**REQUIREMENT:**
Reproduce the records exactly, beginning with their first line and ending with the line that contains "use crate::cache::BackendError;", and output nothing more.

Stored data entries
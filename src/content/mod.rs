//! Content Module
//!
//! Per-account favorites and movie reviews. Content is never cached.

mod error;
mod favorites;
mod reviews;

pub use error::StoreError;
pub use favorites::{Favorite, FavoriteStore, InMemoryFavoriteStore, MovieSnapshot};
pub use reviews::{
    avatar_url, check_content, check_rating, InMemoryReviewStore, NewReview, Review,
    ReviewStore, ReviewUpdate, MAX_CONTENT_CHARS,
};
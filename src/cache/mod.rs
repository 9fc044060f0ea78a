//! Cache Module
//!
//! Read-through response caching in front of the catalog provider: key
//! construction, TTL policy, a failure-containing adapter over the remote
//! key-value backend, and the read-through algorithm itself.

mod backend;
mod entry;
mod keys;
mod memory;
mod policy;
mod read_through;
mod redis_backend;
mod stats;
mod store;


// Re-export public types
pub use backend::{BackendError, BackendState, KeyValueBackend};
pub use entry::{CacheEntry, Clock, ManualClock, SystemClock};
pub use keys::{build_key, KeyPart, Operation, KEY_SEPARATOR};
pub use memory::MemoryBackend;
pub use policy::TtlPolicy;
pub use read_through::ReadThroughCache;
pub use redis_backend::{RedisBackend, RedisSettings};
pub use stats::{CacheStats, StatsRecorder};
pub use store::{CacheStore, SetOutcome};
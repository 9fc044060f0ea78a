//! Error types for the movie API
//!
//! Provides unified error handling using thiserror. Component errors
//! (catalog, stores, tokens) convert into [`ApiError`] at the request boundary.

use axum::{
    extract::rejection::JsonRejection,
    http::StatusCode,
    response::{IntoResponse, Response},
    Json,
};
use serde_json::json;
use thiserror::Error;
use tracing::error;

use crate::accounts::TokenError;
use crate::cache::BackendError;
use crate::catalog::{CatalogError, ProviderError};
use crate::content::StoreError;

// == API Error Enum ==
/// Unified error type rendered as `{ "success": false, "error": ... }`.
#[derive(Error, Debug)]
pub enum ApiError {
    /// Missing or invalid caller-supplied data
    #[error("{0}")]
    Validation(String),

    /// Missing, invalid or rejected credentials
    #[error("{0}")]
    Unauthorized(String),

    /// Requested resource does not exist
    #[error("{0}")]
    NotFound(String),

    /// Uniqueness constraint violated (duplicate favorite, review, account)
    #[error("{0}")]
    Conflict(String),

    /// Catalog provider failed or timed out
    #[error("{0}")]
    Upstream(String),

    /// Internal server error
    #[error("Internal error: {0}")]
    Internal(String),
}

impl ApiError {
    /// HTTP status for this error class.
    pub fn status(&self) -> StatusCode {
        match self {
            ApiError::Validation(_) => StatusCode::BAD_REQUEST,
            ApiError::Unauthorized(_) => StatusCode::UNAUTHORIZED,
            ApiError::NotFound(_) => StatusCode::NOT_FOUND,
            // Duplicates were always reported as bad requests by this API.
            ApiError::Conflict(_) => StatusCode::BAD_REQUEST,
            ApiError::Upstream(_) => StatusCode::INTERNAL_SERVER_ERROR,
            ApiError::Internal(_) => StatusCode::INTERNAL_SERVER_ERROR,
        }
    }
}

// == IntoResponse Implementation ==
impl IntoResponse for ApiError {
    fn into_response(self) -> Response {
        let status = self.status();
        let message = match &self {
            ApiError::Internal(msg) => {
                error!("Internal error: {}", msg);
                "Server Error".to_string()
            }
            other => other.to_string(),
        };

        let body = Json(json!({
            "success": false,
            "error": message
        }));

        (status, body).into_response()
    }
}

// == Conversions ==
impl From<CatalogError> for ApiError {
    fn from(err: CatalogError) -> Self {
        match err {
            CatalogError::NotFound => ApiError::NotFound("Movie not found".to_string()),
            CatalogError::Unavailable(msg) => ApiError::Upstream(msg),
        }
    }
}

impl From<StoreError> for ApiError {
    fn from(err: StoreError) -> Self {
        match err {
            StoreError::NotFound(msg) => ApiError::NotFound(msg),
            StoreError::Conflict(msg) => ApiError::Conflict(msg),
            StoreError::Validation(msg) => ApiError::Validation(msg),
            StoreError::Backend(msg) => ApiError::Internal(msg),
        }
    }
}

impl From<TokenError> for ApiError {
    fn from(err: TokenError) -> Self {
        match err {
            TokenError::Encode(msg) => ApiError::Internal(msg),
            _ => ApiError::Unauthorized("Not authorized to access this route".to_string()),
        }
    }
}

impl From<JsonRejection> for ApiError {
    fn from(rejection: JsonRejection) -> Self {
        ApiError::Validation(format!("Invalid request body: {}", rejection.body_text()))
    }
}

// == Startup Errors ==
/// Configuration problems detected while building the application state.
#[derive(Error, Debug)]
pub enum StartupError {
    #[error("cache backend: {0}")]
    Cache(#[from] BackendError),

    #[error("catalog provider: {0}")]
    Provider(#[from] ProviderError),
}

// == Result Type Alias ==
/// Convenience Result type for the movie API.
pub type Result<T> = std::result::Result<T, ApiError>;
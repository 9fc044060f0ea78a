//! Accounts Module
//!
//! Registration, credential checks and bearer tokens.

mod password;
mod store;
mod token;

pub use password::{Credential, DEFAULT_HASH_ROUNDS};
pub use store::{Account, AccountProfile, AccountStore, InMemoryAccountStore, NewAccount};
pub use token::{Claims, TokenError, TokenService};
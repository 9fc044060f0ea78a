//! TMDB HTTP client implementing [`CatalogProvider`].

use std::time::Duration;

use async_trait::async_trait;
use reqwest::{StatusCode, Url};
use serde::de::DeserializeOwned;
use tracing::debug;

use crate::catalog::provider::{
    CatalogProvider, ProviderError, RawMovie, RawMovieDetails, RawPage,
};

/// Connection settings for the TMDB API.
#[derive(Debug, Clone)]
pub struct TmdbSettings {
    /// API root, e.g. `https://api.themoviedb.org/3`
    pub base_url: String,
    /// Sent as the `api_key` query parameter
    pub api_key: String,
    /// Whole-request timeout
    pub timeout: Duration,
}

/// Shared, long-lived TMDB client.
#[derive(Debug, Clone)]
pub struct TmdbProvider {
    http: reqwest::Client,
    base_url: Url,
    api_key: String,
}

impl TmdbProvider {
    pub fn new(settings: TmdbSettings) -> Result<Self, ProviderError> {
        let base_url = Url::parse(&settings.base_url)
            .map_err(|e| ProviderError::Transient(format!("invalid base url: {}", e)))?;
        if base_url.cannot_be_a_base() {
            return Err(ProviderError::Transient(format!(
                "invalid base url: {}",
                settings.base_url
            )));
        }
        let http = reqwest::Client::builder()
            .timeout(settings.timeout)
            .build()
            .map_err(|e| ProviderError::Transient(e.to_string()))?;

        Ok(Self {
            http,
            base_url,
            api_key: settings.api_key,
        })
    }

    fn endpoint(&self, segments: &[&str]) -> Url {
        let mut url = self.base_url.clone();
        // cannot_be_a_base was rejected in new()
        if let Ok(mut path) = url.path_segments_mut() {
            path.pop_if_empty().extend(segments);
        }
        url
    }

    async fn get_json<T: DeserializeOwned>(
        &self,
        segments: &[&str],
        query: &[(&str, String)],
    ) -> Result<T, ProviderError> {
        let url = self.endpoint(segments);
        debug!("TMDB GET {}", url.path());

        let response = self
            .http
            .get(url)
            .query(&[("api_key", self.api_key.as_str())])
            .query(query)
            .send()
            .await
            .map_err(|e| ProviderError::Transient(e.to_string()))?;

        match response.status() {
            StatusCode::NOT_FOUND => Err(ProviderError::NotFound),
            status if !status.is_success() => Err(ProviderError::Transient(format!(
                "unexpected status {}",
                status
            ))),
            _ => response
                .json::<T>()
                .await
                .map_err(|e| ProviderError::Transient(format!("malformed response: {}", e))),
        }
    }
}

fn page_param(page: u32) -> (&'static str, String) {
    ("page", page.to_string())
}

#[async_trait]
impl CatalogProvider for TmdbProvider {
    async fn upcoming(&self, page: u32) -> Result<RawPage<RawMovie>, ProviderError> {
        self.get_json(&["movie", "upcoming"], &[page_param(page)]).await
    }

    async fn latest(&self) -> Result<RawMovieDetails, ProviderError> {
        self.get_json(&["movie", "latest"], &[]).await
    }

    async fn popular(&self, page: u32) -> Result<RawPage<RawMovie>, ProviderError> {
        self.get_json(&["movie", "popular"], &[page_param(page)]).await
    }

    async fn top_rated(&self, page: u32) -> Result<RawPage<RawMovie>, ProviderError> {
        self.get_json(&["movie", "top_rated"], &[page_param(page)]).await
    }

    async fn search(&self, query: &str, page: u32) -> Result<RawPage<RawMovie>, ProviderError> {
        self.get_json(
            &["search", "movie"],
            &[("query", query.to_string()), page_param(page)],
        )
        .await
    }

    async fn details(&self, id: &str) -> Result<RawMovieDetails, ProviderError> {
        self.get_json(&["movie", id], &[]).await
    }

    async fn similar(&self, id: &str, page: u32) -> Result<RawPage<RawMovie>, ProviderError> {
        self.get_json(&["movie", id, "similar"], &[page_param(page)])
            .await
    }
}
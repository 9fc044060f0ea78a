//! Account Handlers

use axum::{extract::State, http::StatusCode, Json};
use tracing::info;

use crate::accounts::{AccountProfile, NewAccount};
use crate::api::{ApiJson, AppState, AuthUser};
use crate::error::{ApiError, Result};
use crate::models::{AuthResponse, ItemResponse, LoginRequest, SignupRequest};

/// Handler for POST /api/signup
pub async fn signup_handler(
    State(state): State<AppState>,
    ApiJson(req): ApiJson<SignupRequest>,
) -> Result<(StatusCode, Json<AuthResponse>)> {
    if let Some(error_msg) = req.validate() {
        return Err(ApiError::Validation(error_msg));
    }

    let account = state
        .accounts
        .create(NewAccount {
            name: req.name.unwrap_or_default(),
            email: req.email.unwrap_or_default(),
            password: req.password.unwrap_or_default(),
        })
        .await?;
    info!("Account {} registered", account.id);

    let token = state.tokens.issue(&account.id)?;
    Ok((
        StatusCode::CREATED,
        Json(AuthResponse::new(token, account.profile())),
    ))
}

/// Handler for POST /api/login
pub async fn login_handler(
    State(state): State<AppState>,
    ApiJson(req): ApiJson<LoginRequest>,
) -> Result<Json<AuthResponse>> {
    let (email, password) = req.credentials().ok_or_else(|| {
        ApiError::Validation("Please provide an email and password".to_string())
    })?;

    let account = state
        .accounts
        .verify_credential(email, password)
        .await?
        .ok_or_else(|| ApiError::Unauthorized("Invalid credentials".to_string()))?;

    let token = state.tokens.issue(&account.id)?;
    Ok(Json(AuthResponse::new(token, account.profile())))
}

/// Handler for GET /api/me
pub async fn me_handler(AuthUser(account): AuthUser) -> Json<ItemResponse<AccountProfile>> {
    Json(ItemResponse::new(account.profile()))
}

**ANSWER BOX:**
filename src/content/mod.rs
//! Content Module
//!
//! Per-account favorites and movie reviews. Content is never cached.

mod error;
mod favorites;
mod reviews;

pub use error::StoreError;
pub use favorites::{Favorite, FavoriteStore, InMemoryFavoriteStore, MovieSnapshot};
pub use reviews::{
    avatar_url, check_content, check_rating, InMemoryReviewStore, NewReview, Review,
    ReviewStore, ReviewUpdate, MAX_CONTENT_CHARS,
};
filename src/cache/mod.rs
repository 9fc044060f0ea78a
//! Cache Module
//!
//! Read-through response caching in front of the catalog provider: key
//! construction, TTL policy, a failure-containing adapter over the remote
//! key-value backend, and the read-through algorithm itself.

mod backend;
mod entry;
mod keys;
mod memory;
mod policy;
mod read_through;
mod redis_backend;
mod stats;
mod store;


// Re-export public types
pub use backend::{BackendError, BackendState, KeyValueBackend};
pub use entry::{CacheEntry, Clock, ManualClock, SystemClock};
pub use keys::{build_key, KeyPart, Operation, KEY_SEPARATOR};
pub use memory::MemoryBackend;
pub use policy::TtlPolicy;
pub use read_through::ReadThroughCache;
pub use redis_backend::{RedisBackend, RedisSettings};
pub use stats::{CacheStats, StatsRecorder};
pub use store::{CacheStore, SetOutcome};
repository 9fc044060f0ea78a
//! Error types for the movie API
//!
//! Provides unified error handling using thiserror. Component errors
//! (catalog, stores, tokens) convert into [`ApiError`] at the request boundary.

use axum::{
    extract::rejection::JsonRejection,
    http::StatusCode,
    response::{IntoResponse, Response},
    Json,
};
use serde_json::json;
use thiserror::Error;
use tracing::error;

use crate::accounts::TokenError;
use crate::cache::BackendError;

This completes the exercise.